Exercise »
Would you reproduce exactly the lines below from the one holding "Indices of the" through the one holding "pub fn new(options: PeakOptions)", inclusive, and no others?

★ ★ ★ ★ ★ ★ ★

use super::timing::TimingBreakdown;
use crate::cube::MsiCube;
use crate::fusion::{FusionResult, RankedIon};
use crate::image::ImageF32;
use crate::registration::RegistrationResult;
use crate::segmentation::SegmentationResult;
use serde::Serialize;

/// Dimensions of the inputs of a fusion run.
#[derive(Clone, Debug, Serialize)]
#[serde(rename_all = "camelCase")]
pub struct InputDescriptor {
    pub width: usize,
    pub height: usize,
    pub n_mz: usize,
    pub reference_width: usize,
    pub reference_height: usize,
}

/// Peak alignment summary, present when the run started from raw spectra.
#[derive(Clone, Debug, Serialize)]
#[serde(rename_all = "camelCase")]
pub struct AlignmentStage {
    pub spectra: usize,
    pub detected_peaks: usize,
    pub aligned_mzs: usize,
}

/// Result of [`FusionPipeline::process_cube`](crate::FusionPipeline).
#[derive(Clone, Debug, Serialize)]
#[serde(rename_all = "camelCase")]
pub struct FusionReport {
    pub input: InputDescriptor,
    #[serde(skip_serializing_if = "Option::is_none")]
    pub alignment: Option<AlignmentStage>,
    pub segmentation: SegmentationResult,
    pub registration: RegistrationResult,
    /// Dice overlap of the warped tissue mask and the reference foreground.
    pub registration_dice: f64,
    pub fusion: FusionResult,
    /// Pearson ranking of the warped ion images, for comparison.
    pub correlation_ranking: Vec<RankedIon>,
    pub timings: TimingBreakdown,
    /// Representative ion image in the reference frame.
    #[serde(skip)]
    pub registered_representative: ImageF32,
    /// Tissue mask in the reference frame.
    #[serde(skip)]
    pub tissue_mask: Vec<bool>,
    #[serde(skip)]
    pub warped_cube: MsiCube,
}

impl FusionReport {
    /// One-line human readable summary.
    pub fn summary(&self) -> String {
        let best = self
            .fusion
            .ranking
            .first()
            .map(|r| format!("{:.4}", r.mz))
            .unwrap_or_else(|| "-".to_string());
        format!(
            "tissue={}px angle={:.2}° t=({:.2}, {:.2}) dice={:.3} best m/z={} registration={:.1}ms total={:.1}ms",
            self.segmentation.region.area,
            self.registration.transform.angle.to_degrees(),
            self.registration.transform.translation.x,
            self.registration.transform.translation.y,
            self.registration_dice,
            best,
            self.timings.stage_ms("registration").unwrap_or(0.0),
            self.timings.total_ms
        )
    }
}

★ ★ ★ ★ ★ ★ ★

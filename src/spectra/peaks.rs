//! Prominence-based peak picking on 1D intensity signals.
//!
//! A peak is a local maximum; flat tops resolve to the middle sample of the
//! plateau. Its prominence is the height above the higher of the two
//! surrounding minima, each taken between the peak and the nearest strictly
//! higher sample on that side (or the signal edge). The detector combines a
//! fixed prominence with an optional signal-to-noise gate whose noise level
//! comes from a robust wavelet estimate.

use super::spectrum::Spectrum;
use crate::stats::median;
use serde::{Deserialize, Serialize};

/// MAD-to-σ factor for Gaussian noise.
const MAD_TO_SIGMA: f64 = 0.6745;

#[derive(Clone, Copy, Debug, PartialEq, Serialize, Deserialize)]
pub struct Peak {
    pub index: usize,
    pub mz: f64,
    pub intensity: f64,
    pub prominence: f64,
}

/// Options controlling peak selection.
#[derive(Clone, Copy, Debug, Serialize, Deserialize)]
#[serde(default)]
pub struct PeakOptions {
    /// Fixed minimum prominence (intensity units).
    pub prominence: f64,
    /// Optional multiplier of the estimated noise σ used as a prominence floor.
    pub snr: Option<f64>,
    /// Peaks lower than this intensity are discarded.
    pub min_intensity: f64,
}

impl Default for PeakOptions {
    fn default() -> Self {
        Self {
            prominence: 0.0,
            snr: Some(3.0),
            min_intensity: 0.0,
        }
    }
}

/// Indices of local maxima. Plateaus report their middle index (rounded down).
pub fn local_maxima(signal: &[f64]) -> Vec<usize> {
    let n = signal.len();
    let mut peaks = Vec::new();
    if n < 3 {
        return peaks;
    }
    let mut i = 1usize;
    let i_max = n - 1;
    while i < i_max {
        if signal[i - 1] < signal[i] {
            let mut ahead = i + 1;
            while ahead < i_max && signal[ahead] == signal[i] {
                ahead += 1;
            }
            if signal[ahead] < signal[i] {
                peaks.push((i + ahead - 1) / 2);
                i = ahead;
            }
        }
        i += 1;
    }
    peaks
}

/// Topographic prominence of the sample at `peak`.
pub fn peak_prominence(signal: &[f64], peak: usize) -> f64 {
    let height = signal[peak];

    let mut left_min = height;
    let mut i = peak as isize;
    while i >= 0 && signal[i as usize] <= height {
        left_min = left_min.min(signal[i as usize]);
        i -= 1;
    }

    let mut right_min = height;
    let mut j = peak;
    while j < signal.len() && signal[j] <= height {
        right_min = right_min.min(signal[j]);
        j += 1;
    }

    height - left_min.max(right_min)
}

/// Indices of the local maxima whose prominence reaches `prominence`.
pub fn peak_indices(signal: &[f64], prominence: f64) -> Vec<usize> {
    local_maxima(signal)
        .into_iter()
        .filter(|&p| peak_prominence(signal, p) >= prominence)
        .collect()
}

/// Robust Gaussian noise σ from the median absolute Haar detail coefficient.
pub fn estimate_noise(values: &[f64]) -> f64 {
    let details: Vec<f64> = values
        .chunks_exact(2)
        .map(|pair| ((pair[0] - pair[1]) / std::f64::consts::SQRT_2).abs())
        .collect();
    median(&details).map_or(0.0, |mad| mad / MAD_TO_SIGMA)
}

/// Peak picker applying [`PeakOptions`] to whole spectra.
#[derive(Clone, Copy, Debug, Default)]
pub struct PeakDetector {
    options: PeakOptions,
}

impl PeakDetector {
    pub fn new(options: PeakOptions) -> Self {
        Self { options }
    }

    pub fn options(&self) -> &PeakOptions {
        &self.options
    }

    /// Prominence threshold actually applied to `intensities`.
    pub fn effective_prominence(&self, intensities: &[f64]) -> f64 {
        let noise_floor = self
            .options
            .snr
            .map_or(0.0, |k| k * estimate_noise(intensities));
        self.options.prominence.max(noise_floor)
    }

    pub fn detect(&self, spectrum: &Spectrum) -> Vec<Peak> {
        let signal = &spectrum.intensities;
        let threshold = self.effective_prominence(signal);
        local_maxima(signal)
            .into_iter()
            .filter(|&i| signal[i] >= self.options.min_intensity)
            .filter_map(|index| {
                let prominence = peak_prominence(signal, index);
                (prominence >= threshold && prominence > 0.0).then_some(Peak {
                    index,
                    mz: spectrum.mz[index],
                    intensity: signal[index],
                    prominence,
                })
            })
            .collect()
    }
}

★ ★ ★ ★ ★ ★ ★

Exercise answer »
/// Indices of the local maxima whose prominence reaches `prominence`.
pub fn peak_indices(signal: &[f64], prominence: f64) -> Vec<usize> {
    local_maxima(signal)
        .into_iter()
        .filter(|&p| peak_prominence(signal, p) >= prominence)
        .collect()
}

/// Robust Gaussian noise σ from the median absolute Haar detail coefficient.
pub fn estimate_noise(values: &[f64]) -> f64 {
    let details: Vec<f64> = values
        .chunks_exact(2)
        .map(|pair| ((pair[0] - pair[1]) / std::f64::consts::SQRT_2).abs())
        .collect();
    median(&details).map_or(0.0, |mad| mad / MAD_TO_SIGMA)
}

/// Peak picker applying [`PeakOptions`] to whole spectra.
#[derive(Clone, Copy, Debug, Default)]
pub struct PeakDetector {
    options: PeakOptions,
}

impl PeakDetector {
    pub fn new(options: PeakOptions) -> Self {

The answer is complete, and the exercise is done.